Peloton, a multi-billion dollar exercise equipment maker and media company, came under fire last month after CEO and co-founder John Foley posted a letter on the company’s website about the child’s death, calling it a “tragic accident.” He went on to reveal that Peloton was aware of “a small handful of incidents involving the Tread + where children were injured,” and reiterated the product’s safety instructions, which warn users to keep children and animals kept away from Peloton equipment “at all times”. .
Earlier this week, regulators issued an administrative subpoena to force a reluctant Platoon to release information about the deceased child as regulators continue to investigate what exactly went wrong, officials said. Post sources said the CPSC found “dozens” of incidents involving Peloton treadmills. These included reports of users who suffered injuries such as fractures and head trauma after being trapped under the equipment.
“This doesn’t happen with other treadmills,” an official familiar with the matter told The Post. “This is a different risk model than what is generally observed.
As indicated by Bloomberg, CPSC received another disturbing report about the Tread + in February when a 3-year-old boy suffered a “significant brain injury” after being pulled under the treadmill. When his father found out, the child was no longer breathing and needed resuscitation, according to The report.
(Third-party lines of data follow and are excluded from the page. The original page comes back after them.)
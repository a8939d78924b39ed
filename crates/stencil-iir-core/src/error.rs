//! Errors raised by the IR layer.

use crate::ast::StmtId;
use crate::ids::{AccessId, TreeId};
use thiserror::Error;

/// Result type used throughout the crate.
pub type Result<T> = std::result::Result<T, IirError>;

/// Errors of the statement/access IR.
///
/// Shape and cursor errors are precondition violations of the caller;
/// lookup errors can be avoided by checking existence first.
#[derive(Debug, Error, Clone, PartialEq, Eq)]
pub enum IirError {
    #[error("statement {0:?} is not a block statement")]
    InvalidRoot(StmtId),

    #[error("cursor does not designate a first-level statement")]
    NotTopLevel,

    #[error("cursor does not designate a statement")]
    NotAStatement,

    #[error("source and destination cursors belong to the same tree")]
    SameTree,

    #[error("cursor belongs to tree {found}, expected tree {expected}")]
    ForeignCursor { expected: TreeId, found: TreeId },

    #[error("access ID {0} is not a field of this do-method")]
    UnknownField(AccessId),

    #[error("access ID {0} is not a registered version")]
    NotAVersion(AccessId),

    #[error("access ID {0} is not registered")]
    UnknownAccessId(AccessId),

    #[error("access ID {0} is already part of another version list")]
    VersionConflict(AccessId),

    #[error("no accesses recorded for statement {0:?}")]
    MissingStatementAccesses(StmtId),

    #[error("subtree has {expected} statement(s) but {found} accesses pair(s) were supplied")]
    SubtreeSizeMismatch { expected: usize, found: usize },

    #[error("the root of a do-method body must be a block statement")]
    RootNotBlock,

    #[error("construction halted by {errors} upstream error diagnostic(s)")]
    UpstreamDiagnostics { errors: usize },

    #[error("invalid configuration: {0}")]
    Config(String),
}

impl From<serde_yaml::Error> for IirError {
    fn from(err: serde_yaml::Error) -> Self {
        IirError::Config(err.to_string())
    }
}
The child was also found with “tread marks on his back corresponding to the slats of the treadmill, a neck injury and petechiae on his face, possibly due to obstructed blood flow.”
Based on the number of accidents and the severity of injuries reported, CPSC staff decided to recommend that Peloton issue a product safety recall, according to officials the station spoke to.
However, Peloton disagrees, arguing that misuse is to blame for these incidents rather than the product design.
Platoon “doesn’t think a recall is necessary,” a company spokesperson said in a statement to the Post, adding that the Tread + “can be used safely when warnings and safety instructions we we supply are tracked. “
It should be noted that Peloton may also be battling a recall due to timing, as their budget treadmill model is about to go on sale. next month. While the Tread + costs $ 4,295, this new model is priced about half that of $ 2,495. Issuing a safety recall for one of its treadmills just weeks before it rolls out another could boost consumer confidence and negatively impact sales. (Obviously, a company’s profit should never come before consumer safety, but hey, that’s capitalism for you).
Peloton did not immediately respond to Gizmodo’s request for an investigation, but we’ll be sure to update this blog when they do. A spokesperson for the company made the following statement to the edge:
We are disappointed that the CPSC is misrepresenting the situation. The Peloton Tread + is safe to use at home when used as directed and in accordance with our warnings and safety guidelines. As a reminder, the Tread + is not intended for children under the age of 16 and children, pets and objects must be kept away from the Tread + at all times. Peloton is 100% committed to the safety of its members and we will always be open to working with the CPSC to implement hard-hitting safety measures. When the Tread + is not in use, members should continue to follow safety guidelines by storing the safety key, which prevents the Tread + from operating, away from the Tread + and out of the reach of children.
The Tread + is not the first Peloton product that users have reported serious issues with. Last year, the company issued a recall for clip-on pedals which would rupture unexpectedly during use, causing lacerations and other injuries. The recall affected approximately 27,000 bikes.